Which produces the following figure:

A comparison of the distributions of DFA, NHR, and RPDE before and after scaling.

We can get an idea of what the distributions of the feature dimensions look like before standardization with a histogram (only a piece of the code is shown because it is similar for the other categories):

plt.figure(1)
f, axes = plt.subplots(2, 2, figsize=(7, 7), sharex=True,tight_layout=True)
sns.distplot( df["Jitter(%)"] , color="blue", ax=axes[0, 0])

sns.distplot( df["Jitter:DDP"] , color="blue", ax=axes[0, 1])

sns.distplot( df["Jitter:RAP"] , color="blue", ax=axes[1, 0])

sns.distplot( df["Jitter:PPQ5"] , color="blue", ax=axes[1, 1])

Which produces Hisogram of the Jitter categories.

Hisogram of the Shimmer categories.

Now we can look at the remaining categories, where here the highest frequencies are plotted with the hotter colors (again, code is only shown for a selection of subplots due to similarity)

plt.figure(5)
ax1 = plt.subplot(231)
n, bins, patches = ax1.hist(df["NHR"],40, normed=1, color='green')
cm = plt.cm.get_cmap('RdYlBu_r')
col = (n-n.min())/(n.max()-n.min())
for c, p in zip(col, patches):
    plt.setp(p, 'facecolor', cm(c))
ax1.set_xlabel('NHR')
plt.tight_layout()

ax2 = plt.subplot(232)
n, bins, patches = ax2.hist(df["HNR"],40, normed=1, color='green')
cm = plt.cm.get_cmap('RdYlBu_r')
col = (n-n.min())/(n.max()-n.min())
for c, p in zip(col, patches):
    plt.setp(p, 'facecolor', cm(c))
ax2.set_xlabel('HNR')
plt.tight_layout()

Hisogram of several feature dimensions with hotter colors indicative of higher frequency.

Lastly, we can look for missing values with a simple code:

#look for missing values
val = df.isnull()
cols = df.columns
for i in cols:
  print(val[i].value_counts())

which shows that there are no missing values. So at this point, the data is standardized, missing values taken care of, and outliers removed. Now we can move on to an exploratory analysis.

Exploratory Data Analysis

After getting an idea of what the data looks like and cleaning it, the next step is to look at how the features relate to one another. This will be done in several parts. The first part will be to look at how the feature dimensions relate to each other through the use of a correlation matrix.

 
    #correlation matrix
    corr=df.corr()
    plt.figure(1)
    ax=sns.heatmap(corr, mask=np.zeros_like(corr, dtype=np.bool), cmap=sns.diverging_palette(220, 10, as_cmap=True),
            square=True, vmin=-1, vmax=1)
    ax.figure.tight_layout()

which produces the following figure Correlation matrix of all feature dimensions.

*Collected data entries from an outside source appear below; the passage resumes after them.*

#![allow(clippy::float_cmp)]

use serde_json::json;

use super::*;

const EPSILON: f64 = 1e-9;

fn approx_eq(a: f64, b: f64) -> bool {
    (a - b).abs() < EPSILON
}

fn rect_approx_eq(a: Rect, b: Rect) -> bool {
    approx_eq(a.left, b.left) && approx_eq(a.top, b.top) && approx_eq(a.width, b.width) && approx_eq(a.height, b.height)
}

fn handle_body(slot: HandleSlot) -> HandleBody {
    HandleBody { slot, icon: None, color: "#fff".into(), on_drag: None, on_click: None }
}

// =============================================================
// ObjectKind
// =============================================================

#[test]
fn movable_kinds() {
    assert!(ObjectKind::Image.is_movable());
    assert!(ObjectKind::Text.is_movable());
    assert!(!ObjectKind::Control.is_movable());
}

#[test]
fn kind_follows_body() {
    assert_eq!(Drawable::image("a.png", 10.0, 10.0).kind(), ObjectKind::Image);
    assert_eq!(Drawable::text("hi", 10.0, 10.0).kind(), ObjectKind::Text);
    assert_eq!(Drawable::handle(handle_body(HandleSlot::TopLeft), 20.0).kind(), ObjectKind::Control);
    assert_eq!(Drawable::highlight().kind(), ObjectKind::Control);
}

#[test]
fn kind_serializes_uppercase() {
    assert_eq!(serde_json::to_value(ObjectKind::Image).unwrap(), json!("IMAGE"));
    assert_eq!(serde_json::to_value(ObjectKind::Control).unwrap(), json!("CONTROL"));
}

// =============================================================
// Drawable constructors
// =============================================================

#[test]
fn text_uses_default_style() {
    let d = Drawable::text("hello", 100.0, 40.0);
    match d.body {
        Body::Text { text, font_size, fill } => {
            assert_eq!(text, "hello");
            assert_eq!(font_size, 40.0);
            assert_eq!(fill, "red");
        }
        other => panic!("expected text body, got {other:?}"),
    }
}

#[test]
fn overlay_drawables_start_hidden() {
    assert!(!Drawable::handle(handle_body(HandleSlot::TopLeft), 20.0).visible);
    assert!(!Drawable::highlight().visible);
}

#[test]
fn placed_drawables_start_visible_unlocked() {
    let d = Drawable::image("a.png", 10.0, 10.0);
    assert!(d.visible);
    assert!(!d.locked);
    assert_eq!(d.angle, 0.0);
    assert_eq!((d.scale_x, d.scale_y), (1.0, 1.0));
}

#[test]
fn as_handle_only_for_handles() {
    assert!(Drawable::handle(handle_body(HandleSlot::BottomLeft), 20.0).as_handle().is_some());
    assert!(Drawable::highlight().as_handle().is_none());
    assert!(Drawable::image("a.png", 1.0, 1.0).as_handle().is_none());
}

#[test]
fn body_serializes_with_type_tag() {
    let v = serde_json::to_value(Drawable::image("logo.png", 1.0, 1.0).body).unwrap();
    assert_eq!(v, json!({ "type": "image", "source": "logo.png" }));
}

// =============================================================
// Geometry
// =============================================================

#[test]
fn bounding_rect_top_left_origin() {
    let d = Drawable::image("a", 50.0, 30.0).at(10.0, 20.0);
    assert_eq!(d.bounding_rect(), Rect::new(10.0, 20.0, 50.0, 30.0));
}

#[test]
fn bounding_rect_center_origin() {
    let d = Drawable::image("a", 50.0, 50.0).at(100.0, 100.0).with_origin(Origin::Center);
    assert_eq!(d.bounding_rect(), Rect::new(75.0, 75.0, 50.0, 50.0));
    assert_eq!(d.center(), Point::new(100.0, 100.0));
}

#[test]
fn bounding_rect_includes_scale() {
    let mut d = Drawable::image("a", 50.0, 30.0).at(0.0, 0.0);
    d.scale_x = 2.0;
    d.scale_y = 0.5;
    assert_eq!(d.bounding_rect(), Rect::new(0.0, 0.0, 100.0, 15.0));
}

#[test]
fn bounding_rect_grows_under_rotation() {
    let mut d = Drawable::image("a", 10.0, 10.0).at(0.0, 0.0).with_origin(Origin::Center);
    d.angle = 45.0;
    let side = 10.0 * std::f64::consts::SQRT_2;
    assert!(rect_approx_eq(d.bounding_rect(), Rect::new(-side / 2.0, -side / 2.0, side, side)));
}

#[test]
fn quarter_turn_swaps_extent() {
    let mut d = Drawable::image("a", 40.0, 10.0).at(0.0, 0.0).with_origin(Origin::Center);
    d.angle = 90.0;
    assert!(rect_approx_eq(d.bounding_rect(), Rect::new(-5.0, -20.0, 10.0, 40.0)));
}

#[test]
fn top_left_origin_rotates_about_anchor() {
    let mut d = Drawable::image("a", 10.0, 10.0).at(0.0, 0.0);
    d.angle = 90.0;
    assert!(rect_approx_eq(d.bounding_rect(), Rect::new(-10.0, 0.0, 10.0, 10.0)));
    let c = d.center();
    assert!(approx_eq(c.x, -5.0) && approx_eq(c.y, 5.0));
}

#[test]
fn duplicate_gets_fresh_id_same_transform() {
    let mut d = Drawable::text("x", 10.0, 10.0).at(3.0, 4.0);
    d.angle = 30.0;
    let copy = d.duplicate();
    assert_ne!(copy.id, d.id);
    assert_eq!(copy.body, d.body);
    assert_eq!((copy.left, copy.top, copy.angle), (3.0, 4.0, 30.0));
}

// =============================================================
// PartialDrawable
// =============================================================

#[test]
fn apply_partial_only_touches_present_fields() {
    let mut d = Drawable::image("a", 10.0, 10.0).at(1.0, 2.0);
    d.apply(&PartialDrawable { angle: Some(15.0), locked: Some(true), ..Default::default() });
    assert_eq!(d.angle, 15.0);
    assert!(d.locked);
    assert_eq!((d.left, d.top), (1.0, 2.0));
}

#[test]
fn partial_skips_absent_fields_when_serialized() {
    let v = serde_json::to_value(PartialDrawable::position(5.0, 6.0)).unwrap();
    assert_eq!(v, json!({ "left": 5.0, "top": 6.0 }));
}

// =============================================================
// MemoryScene
// =============================================================

#[test]
fn memory_scene_keeps_insertion_order() {
    let mut scene = MemoryScene::new();
    let a = Drawable::image("a", 1.0, 1.0);
    let b = Drawable::image("b", 1.0, 1.0);
    let (ida, idb) = (a.id, b.id);
    scene.add(a);
    scene.add(b);
    let ids: Vec<_> = scene.objects().iter().map(|d| d.id).collect();
    assert_eq!(ids, vec![ida, idb]);
}

#[test]
fn memory_scene_add_same_id_replaces_in_place() {
    let mut scene = MemoryScene::new();
    let a = Drawable::image("a", 1.0, 1.0);
    let mut a2 = a.clone();
    a2.left = 50.0;
    scene.add(a);
    scene.add(Drawable::image("b", 1.0, 1.0));
    scene.add(a2.clone());
    assert_eq!(scene.len(), 2);
    assert_eq!(scene.objects()[0], a2);
}

#[test]
fn memory_scene_remove_returns_drawable() {
    let mut scene = MemoryScene::new();
    let a = Drawable::image("a", 1.0, 1.0);
    let id = a.id;
    scene.add(a);
    assert_eq!(scene.remove(&id).map(|d| d.id), Some(id));
    assert!(scene.is_empty());
    assert!(scene.remove(&id).is_none());
}

#[test]
fn memory_scene_set_missing_returns_false() {
    let mut scene = MemoryScene::new();
    assert!(!scene.set(&Uuid::new_v4(), &PartialDrawable::visibility(false)));
}

#[test]
fn memory_scene_set_applies_partial() {
    let mut scene = MemoryScene::new();
    let a = Drawable::image("a", 1.0, 1.0);
    let id = a.id;
    scene.add(a);
    assert!(scene.set(&id, &PartialDrawable::position(7.0, 8.0)));
    let got = scene.get(&id).unwrap();
    assert_eq!((got.left, got.top), (7.0, 8.0));
}

#[test]
fn memory_scene_counts_renders() {
    let mut scene = MemoryScene::new();
    scene.render_all();
    scene.render_all();
    assert_eq!(scene.render_count(), 2);
}

#[test]
fn memory_scene_allowed_region() {
    let region = Rect::new(0.0, 0.0, 100.0, 50.0);
    let mut scene = MemoryScene::new().with_allowed_region(region);
    assert_eq!(scene.allowed_region(), Some(region));
    scene.set_allowed_region(None);
    assert_eq!(scene.allowed_region(), None);
}

#[test]
fn memory_scene_load_snapshot_replaces() {
    let mut scene = MemoryScene::new();
    scene.add(Drawable::image("old", 1.0, 1.0));
    scene.load_snapshot(vec![Drawable::text("a", 1.0, 1.0), Drawable::text("b", 1.0, 1.0)]);
    assert_eq!(scene.len(), 2);
    assert!(scene.objects().iter().all(|d| d.kind() == ObjectKind::Text));
}

#[test]
fn mut_ref_is_a_backend() {
    fn add_one<S: SceneBackend>(mut scene: S) {
        scene.add(Drawable::image("a", 1.0, 1.0));
    }
    let mut scene = MemoryScene::new();
    add_one(&mut scene);
    assert_eq!(scene.len(), 1);
}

We can see that, as expected, the Jitter and Shimmer categories are highly correlated amongst themselves. We can zoom in on each to get a better look:

 
    df_jitter = df[['Jitter(%)','Jitter(Abs)','Jitter:RAP','Jitter:PPQ5','Jitter:DDP']]
    corr_jitter=df_jitter.corr()
    plt.figure(2)
    axjitt=sns.heatmap(corr_jitter, mask=np.zeros_like(corr_jitter, dtype=np.bool), cmap=sns.diverging_palette(220, 10, as_cmap=True),
            square=True,vmin=-1, vmax=1,annot=True)
    axjitt.figure.tight_layout()


    df_shimmer = df[['Shimmer','Shimmer(dB)','Shimmer:APQ3','Shimmer:APQ5','Shimmer:APQ11','Shimmer:DDA']]
    corr_shimmer=df_shimmer.corr()
    plt.figure(3)
    axshim=sns.heatmap(corr_shimmer, mask=np.zeros_like(corr_shimmer, dtype=np.bool), cmap=sns.diverging_palette(220, 10, as_cmap=True),
            square=True,vmin=-1, vmax=1,annot=True)
    axshim.figure.tight_layout()

Zoomed correlation matrix of the Jitter subcategories.

We can now see the zoomed correlation matrices for both the Jitter and Shimmer categories. The values close to 1 throughout the entire matrices indicates a high correlation between two features.

Zoomed correlation matrix of the Shimmer subcategories.

It could be interesting to look at how time relates to total UPDRS score. In reference [3], it is stated that a more or less positive linear correlation exists between time and disease score. We can look at a bivariate distribution using Seaborn to see how the two feature dimensions ‘test_time’ and ‘total_UPDRS’ relate to each other. Darker areas in the plot indicate high correlation areas.

 
    plt.figure(1)
    ax_marg=sns.jointplot(x=df_new["test_time"], y=df_new["total_UPDRS"], kind='kde', color='b',space=0)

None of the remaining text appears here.